Q: How does the saga pattern handle eventual consistency vs. strong consistency?

Sagas provide eventual consistency, not strong consistency. During a saga's execution: inventory is reserved but payment hasn't been charged yet — a read at this point sees reserved inventory but no payment record. This intermediate state is visible to other operations. Consequences: (1) two users can simultaneously start sagas to purchase the last item in stock — both reserve it, but only one payment saga will succeed; the other must compensate. Use a reservation pattern (reserve inventory at step 1, finalize at step N) to minimize the inconsistency window. (2) a business report run during a saga's execution may see partial data. For financial reporting, always query completed sagas (status='completed') and add manual reconciliation for in-flight sagas. (3) the alternative (distributed 2PC) provides strong consistency but requires all participating services to support prepare/commit/rollback protocols — complex, and creates long-held locks that kill throughput. For most business workflows, saga eventual consistency is acceptable. For money movements requiring zero intermediate inconsistency, use a single-database transaction instead.

Question 1

What is the difference between saga orchestration and saga choreography?

Accepted Answer

Choreography: each service listens to events and reacts by performing its action and emitting the next event. No central coordinator. Example: Order service emits OrderPlaced → Inventory service listens, reserves items, emits InventoryReserved → Payment service listens, charges card, emits PaymentCharged → Fulfillment service listens and ships. Advantage: loose coupling, no single point of failure. Disadvantage: the saga flow is implicit — spread across multiple services' event handlers — making it hard to reason about the overall flow, test, or debug. Orchestration: a central Saga Orchestrator calls each service in sequence and tracks state. The flow is explicit in one place. Advantage: easy to see the full saga state at any time, easier to add retry and compensation logic, simpler testing. Disadvantage: the orchestrator is an additional service that must be maintained. Choose choreography for simple 2–3 step flows; choose orchestration for complex flows with many steps, conditional branching, or strict compensation requirements.

Question 2

How do you design idempotent compensating transactions?

Accepted Answer

A compensating transaction must be safe to call multiple times — the orchestrator retries it if the first call times out.
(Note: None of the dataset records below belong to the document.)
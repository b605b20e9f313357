//! Database-backed priority job queue with retry, backoff and dead-letter handling.
//!
//! ## Design
//!
//! - Jobs are tenant-scoped; another tenant's job behaves as a missing one
//! - Claims are atomic: a pending job is handed to at most one worker
//! - Failed jobs are rescheduled with exponential backoff until their retry
//!   budget runs out, then dead-lettered (`failed`) until an operator requeues
//!   or purges them
//!
//! ## Components
//!
//! - `Job` / `NewJob`: the queued unit of work
//! - `RetryPolicy`: pure backoff and retry-or-dead-letter decision
//! - `JobStore`: persistence seam (`InMemoryJobStore`, `PostgresJobStore`)
//! - `JobQueue`: tenant-scoped facade used by callers and workers
//! - `TaskExecutor`: polling worker pool dispatching to `TaskHandler`s

pub mod executor;
pub mod postgres;
pub mod queue;
pub mod retry;
pub mod store;
pub mod types;

pub use executor::{
    ExecutorHandle, ExecutorStats, JobDisposition, TaskExecutor, TaskHandler, TaskOutcome,
};
pub use postgres::PostgresJobStore;
pub use queue::JobQueue;
pub use retry::{BackoffStrategy, RetryDecision, RetryPolicy};
pub use store::{InMemoryJobStore, JobStore, QueueError};
pub use types::{ClaimOrder, DEFAULT_PRIORITY, FailOutcome, Job, JobId, NewJob, QueueStats};
use std::sync::Arc;
use std::sync::atomic::{AtomicUsize, Ordering};
use std::time::Duration;

use async_trait::async_trait;
use chrono::Utc;
use tokio::sync::Barrier;

use scanflow_core::{PartitionId, ScanJobId, TargetId, TenantId, WorkStatus};
use scanflow_observability::LogConfig;
use scanflow_infra::config::{ExecutorConfig, PartitionConfig};
use scanflow_infra::jobs::{InMemoryJobStore, JobQueue, RetryPolicy, TaskExecutor};
use scanflow_infra::scan::{
    AggregationOutcome, CompletionHook, DetectionPipeline, FileDescriptor, FileFindings, HookError,
    InMemoryInventory, InMemoryScanStore, InventoryProvider, PartitionCoordinator,
    PartitionProgress, PartitionSpec, PartitionTaskHandler, PipelineError, ProviderError,
    RiskTier, SCAN_PARTITION_TASK, ScanJob, ScanOrchestrator, ScanService, ScanStore,
};

#[derive(Default)]
struct CountingHook {
    runs: AtomicUsize,
}

#[async_trait]
impl CompletionHook for CountingHook {
    fn name(&self) -> &str {
        "catalog-flush"
    }

    async fn run(&self, _job_id: ScanJobId, _tenant_id: TenantId) -> Result<(), HookError> {
        self.runs.fetch_add(1, Ordering::SeqCst);
        Ok(())
    }
}

/// One entity per `@` in the path.
struct AtCounter;

#[async_trait]
impl DetectionPipeline for AtCounter {
    async fn process(&self, file: &FileDescriptor) -> Result<FileFindings, PipelineError> {
        let n = file.path.matches('@').count() as u64;
        Ok(FileFindings {
            total_entities: n,
            risk_tier: Some(if n > 0 { RiskTier::Medium } else { RiskTier::Minimal }),
        })
    }
}

/// Inventory whose listing always fails under one prefix.
struct BrokenPrefix {
    inner: InMemoryInventory,
    broken: &'static str,
}

#[async_trait]
impl InventoryProvider for BrokenPrefix {
    async fn next_batch(
        &self,
        spec: &PartitionSpec,
        after: Option<&str>,
        limit: usize,
    ) -> Result<Vec<FileDescriptor>, ProviderError> {
        if spec.prefix == self.broken {
            return Err(ProviderError::Unavailable(format!("{} is offline", spec.prefix)));
        }
        self.inner.next_batch(spec, after, limit).await
    }
}

async fn fanned_out(
    coordinator: &PartitionCoordinator<InMemoryScanStore>,
    n: u32,
) -> (TenantId, ScanJobId, Vec<PartitionId>) {
    let tenant = TenantId::new();
    let job_id = coordinator
        .store()
        .create_job(ScanJob::new(tenant, TargetId::new()))
        .await
        .unwrap();
    let ids = coordinator
        .fan_out(tenant, job_id, n, |i, _| {
            PartitionSpec::whole(format!("p{i}/")).to_value()
        })
        .await
        .unwrap();
    (tenant, job_id, ids)
}

async fn finish(store: &InMemoryScanStore, tenant: TenantId, id: PartitionId, status: WorkStatus) {
    let now = Utc::now();
    store.start_partition(tenant, id, now).await.unwrap();
    let progress = PartitionProgress {
        files_scanned: 5,
        files_with_pii: 2,
        total_entities: 7,
        ..PartitionProgress::default()
    };
    store
        .finish_partition(tenant, id, status, &progress, None, now)
        .await
        .unwrap();
}

#[tokio::test]
async fn three_of_four_complete_then_one_fails() {
    let hook = Arc::new(CountingHook::default());
    let coordinator = PartitionCoordinator::new(InMemoryScanStore::new()).with_hook(hook.clone());
    let store = coordinator.store().clone();
    let (tenant, job_id, ids) = fanned_out(&coordinator, 4).await;

    for i in [0, 1, 3] {
        finish(&store, tenant, ids[i], WorkStatus::Completed).await;
    }
    store.start_partition(tenant, ids[2], Utc::now()).await.unwrap();

    assert_eq!(
        coordinator.check_and_aggregate(tenant, job_id).await.unwrap(),
        AggregationOutcome::Deferred { remaining: 1 }
    );
    let job = store.get_job(tenant, job_id).await.unwrap().unwrap();
    assert!(matches!(job.status, WorkStatus::Pending | WorkStatus::Running));

    store
        .finish_partition(
            tenant,
            ids[2],
            WorkStatus::Failed,
            &PartitionProgress::default(),
            Some("listing failed"),
            Utc::now(),
        )
        .await
        .unwrap();
    coordinator.check_and_aggregate(tenant, job_id).await.unwrap();

    let job = store.get_job(tenant, job_id).await.unwrap().unwrap();
    assert_eq!(job.status, WorkStatus::Completed);
    assert_eq!(job.error.as_deref(), Some("1/4 partitions failed"));
    assert_eq!(job.partitions_completed, 3);
    assert_eq!(job.partitions_failed, 1);
    assert_eq!(job.files_scanned, 15);
    assert_eq!(hook.runs.load(Ordering::SeqCst), 1);
}

#[tokio::test]
async fn every_partition_failing_fails_the_scan() {
    let coordinator = PartitionCoordinator::new(InMemoryScanStore::new());
    let store = coordinator.store().clone();
    let (tenant, job_id, ids) = fanned_out(&coordinator, 4).await;

    for id in ids {
        finish(&store, tenant, id, WorkStatus::Failed).await;
    }
    coordinator.check_and_aggregate(tenant, job_id).await.unwrap();

    let job = store.get_job(tenant, job_id).await.unwrap().unwrap();
    assert_eq!(job.status, WorkStatus::Failed);
    assert_eq!(job.error.as_deref(), Some("All 4 partitions failed"));
    assert_eq!(job.files_scanned, 0);
}

#[tokio::test(flavor = "multi_thread", worker_threads = 4)]
async fn racing_aggregators_run_hooks_once() {
    const RACERS: usize = 8;

    let hook = Arc::new(CountingHook::default());
    let coordinator = Arc::new(
        PartitionCoordinator::new(InMemoryScanStore::new()).with_hook(hook.clone()),
    );
    let store = coordinator.store().clone();
    let (tenant, job_id, ids) = fanned_out(&coordinator, 4).await;
    for id in ids {
        finish(&store, tenant, id, WorkStatus::Completed).await;
    }

    let barrier = Arc::new(Barrier::new(RACERS));
    let racers: Vec<_> = (0..RACERS)
        .map(|_| {
            let coordinator = coordinator.clone();
            let barrier = barrier.clone();
            tokio::spawn(async move {
                barrier.wait().await;
                coordinator.check_and_aggregate(tenant, job_id).await.unwrap()
            })
        })
        .collect();

    let mut aggregated = 0;
    for racer in racers {
        match racer.await.unwrap() {
            AggregationOutcome::Aggregated(_) => aggregated += 1,
            AggregationOutcome::LockBusy | AggregationOutcome::AlreadyAggregated => {}
            other => panic!("unexpected outcome {other:?}"),
        }
    }
    assert_eq!(aggregated, 1);
    assert_eq!(hook.runs.load(Ordering::SeqCst), 1);

    let job = store.get_job(tenant, job_id).await.unwrap().unwrap();
    assert_eq!(job.status, WorkStatus::Completed);
    assert_eq!(job.files_scanned, 20);
}

struct Harness {
    service: ScanService<InMemoryScanStore, Arc<InMemoryJobStore>>,
    executor: TaskExecutor<Arc<InMemoryJobStore>>,
    hook: Arc<CountingHook>,
}

fn harness(inventory: Arc<dyn InventoryProvider>, policy: RetryPolicy) -> Harness {
    scanflow_observability::init(&LogConfig {
        level: "scanflow_infra=warn".to_string(),
        json: false,
    });
    let tenant = TenantId::new();
    let hook = Arc::new(CountingHook::default());
    let coordinator = Arc::new(
        PartitionCoordinator::new(InMemoryScanStore::new()).with_hook(hook.clone()),
    );
    let queue = JobQueue::new(InMemoryJobStore::arc(), tenant, policy.clone());

    let config = PartitionConfig {
        checkpoint_every: 3,
        page_size: 4,
        ..PartitionConfig::default()
    };
    let orchestrator = Arc::new(ScanOrchestrator::new(
        coordinator.clone(),
        inventory,
        Arc::new(AtCounter),
        config,
    ));

    let mut executor = TaskExecutor::new(queue.clone());
    executor.register(
        SCAN_PARTITION_TASK,
        Arc::new(PartitionTaskHandler::new(orchestrator, policy)),
    );

    Harness {
        service: ScanService::new(coordinator, queue),
        executor,
        hook,
    }
}

fn inventory() -> InMemoryInventory {
    let mut files = Vec::new();
    for prefix in ["p0/", "p1/", "p2/", "p3/"] {
        for i in 0..10 {
            let at = if i % 2 == 0 { "@" } else { "" };
            files.push(FileDescriptor::new(format!("{prefix}{i:02}{at}"), 100));
        }
    }
    InMemoryInventory::with_files(files)
}

fn specs() -> Vec<serde_json::Value> {
    (0..4)
        .map(|i| PartitionSpec::whole(format!("p{i}/")).to_value())
        .collect()
}

async fn wait_for_aggregation(
    service: &ScanService<InMemoryScanStore, Arc<InMemoryJobStore>>,
    job_id: ScanJobId,
) -> ScanJob {
    for _ in 0..500 {
        let view = service.scan_status(job_id).await.unwrap().unwrap();
        if view.job.is_aggregated() {
            return view.job;
        }
        tokio::time::sleep(Duration::from_millis(10)).await;
    }
    panic!("scan {job_id} was never aggregated");
}

fn executor_config() -> ExecutorConfig {
    ExecutorConfig {
        name: "test-worker".to_string(),
        concurrency: 4,
        poll_interval: Duration::from_millis(5),
    }
}

#[tokio::test(flavor = "multi_thread", worker_threads = 4)]
async fn workers_scan_and_aggregate_end_to_end() {
    let Harness {
        service,
        executor,
        hook,
    } = harness(Arc::new(inventory()), RetryPolicy::default());

    let job_id = service.start_scan(TargetId::new(), specs()).await.unwrap();
    let handle = executor.spawn(&executor_config());

    let job = wait_for_aggregation(&service, job_id).await;
    let stats = handle.shutdown().await;

    assert_eq!(job.status, WorkStatus::Completed);
    assert!(job.error.is_none());
    assert_eq!(job.files_scanned, 40);
    assert_eq!(job.files_with_pii, 20);
    assert_eq!(job.total_entities, 20);
    assert_eq!(job.partitions_completed, 4);
    assert_eq!(hook.runs.load(Ordering::SeqCst), 1);

    assert_eq!(stats.jobs_succeeded, 4);
    let queue_stats = service.queue().get_queue_stats().await.unwrap();
    assert_eq!(queue_stats.completed, 4);
    assert_eq!(queue_stats.pending + queue_stats.running, 0);
}

#[tokio::test(flavor = "multi_thread", worker_threads = 4)]
async fn broken_partition_exhausts_its_retries_and_scan_completes_partially() {
    let policy = RetryPolicy {
        base_delay: Duration::from_millis(10),
        max_delay: Duration::from_millis(50),
        default_max_retries: 2,
        ..RetryPolicy::default()
    };
    let inventory = BrokenPrefix {
        inner: inventory(),
        broken: "p2/",
    };
    let Harness {
        service,
        executor,
        hook,
    } = harness(Arc::new(inventory), policy);

    let job_id = service.start_scan(TargetId::new(), specs()).await.unwrap();
    let handle = executor.spawn(&executor_config());

    let job = wait_for_aggregation(&service, job_id).await;
    handle.shutdown().await;

    assert_eq!(job.status, WorkStatus::Completed);
    assert_eq!(job.error.as_deref(), Some("1/4 partitions failed"));
    assert_eq!(job.partitions_completed, 3);
    assert_eq!(job.partitions_failed, 1);
    assert_eq!(job.files_scanned, 30);
    assert_eq!(hook.runs.load(Ordering::SeqCst), 1);

    let dead = service
        .queue()
        .get_failed_jobs(Some(SCAN_PARTITION_TASK), 10, 0)
        .await
        .unwrap();
    assert_eq!(dead.len(), 1);
    assert_eq!(dead[0].retry_count, 2);
    assert!(dead[0].error.as_deref().unwrap_or("").contains("p2/ is offline"));

    let view = service.scan_status(job_id).await.unwrap().unwrap();
    let broken = view
        .partitions
        .iter()
        .find(|p| p.partition_index == 2)
        .unwrap();
    assert_eq!(broken.status, WorkStatus::Failed);
}

#[tokio::test(flavor = "multi_thread", worker_threads = 2)]
async fn cancelled_scan_finishes_as_cancelled() {
    let Harness {
        service,
        executor,
        hook,
    } = harness(Arc::new(inventory()), RetryPolicy::default());

    let job_id = service.start_scan(TargetId::new(), specs()).await.unwrap();
    assert!(service.cancel_scan(job_id).await.unwrap());

    let handle = executor.spawn(&executor_config());
    let job = wait_for_aggregation(&service, job_id).await;
    handle.shutdown().await;

    assert_eq!(job.status, WorkStatus::Cancelled);
    assert_eq!(job.files_scanned, 0);
    assert_eq!(hook.runs.load(Ordering::SeqCst), 0);

    let view = service.scan_status(job_id).await.unwrap().unwrap();
    assert!(view.partitions.iter().all(|p| p.status == WorkStatus::Cancelled));
}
Design: (1) reserve_inventory (forward step) → release_inventory (compensation). release_inventory checks: if the reservation (identified by reservation_id from step_results) no longer exists, return success immediately — it was already released. If it exists, release it and return success. (2) charge_payment → refund_payment. refund_payment uses the processor's idempotency key to avoid double-refunding. (3) create_shipment → cancel_shipment. cancel_shipment checks: if shipment is already cancelled, return success. If it is shipped (too late to cancel), return a special already_shipped error — the orchestrator escalates to manual intervention. The key principle: a compensation that finds "nothing to undo" should succeed silently, not error. Design compensations to be naturally idempotent by always checking current state before acting.

Question 3

How do you handle a saga step that partially succeeds (some records created, some failed)?

Accepted Answer

A step that creates 10 records and fails on record 7 leaves 6 orphaned records. The compensation must clean them up, but the step' response_payload may not include the IDs of the partially created records. Mitigation: (1) make steps atomic where possible — wrap all database operations in a single transaction; if the transaction fails, nothing is committed; (2) for non-atomic steps (calling an external service that creates records one by one): return partial results in the response_payload even on failure (e.g., {'created_ids': [1,2,3], 'failed_at': 4}) and design the compensation to delete the partial list; (3) use a saga_correlation_id as a foreign key in the created records (step_record.idempotency_key as the correlation key). The compensation queries SELECT * FROM records WHERE saga_idem_key=X and deletes all of them — works even if the response_payload was lost due to a crash.

Question 4

How do you monitor and alert on stuck or long-running sagas?

Accepted Answer

A saga stuck in 'compensating' status for 30 minutes is a financial or data integrity emergency. Monitoring: (1) alert on sagas where status IN ('running','compensating') AND started_at < NOW() - INTERVAL '15 minutes'. For most sagas this should never happen — a 15-minute running saga indicates a service is down or unresponsive. (2) alert on status='failed' (compensation itself failed) — these require immediate manual intervention. (3) dashboard: show saga count by status, age distribution, and type. The SLA dashboard should show: running (healthy: <1 min), completed, compensated, failed. A failed saga means data is in a partially inconsistent state across multiple services — it is a P1 incident. (4) runbook: for each saga type, document how to manually complete or compensate a stuck saga, including the exact SQL and service API calls needed. Sagas with no runbook are operational debt.

Question 5

How does the saga pattern handle eventual consistency vs. strong consistency?

Accepted Answer

Sagas provide eventual consistency, not strong consistency. During a saga's execution: inventory is reserved but payment hasn't been charged yet — a read at this point sees reserved inventory but no payment record. This intermediate state is visible to other operations. Consequences: (1) two users can simultaneously start sagas to purchase the last item in stock — both reserve it, but only one payment saga will succeed; the other must compensate. Use a reservation pattern (reserve inventory at step 1, finalize at step N) to minimize the inconsistency window. (2) a business report run during a saga's execution may see partial data. For financial reporting, always query completed sagas (status='completed') and add manual reconciliation for in-flight sagas. (3) the alternative (distributed 2PC) provides strong consistency but requires all participating services to support prepare/commit/rollback protocols — complex, and creates long-held locks that kill throughput. For most business workflows, saga eventual consistency is acceptable. For money movements requiring zero intermediate inconsistency, use a single-database transaction instead.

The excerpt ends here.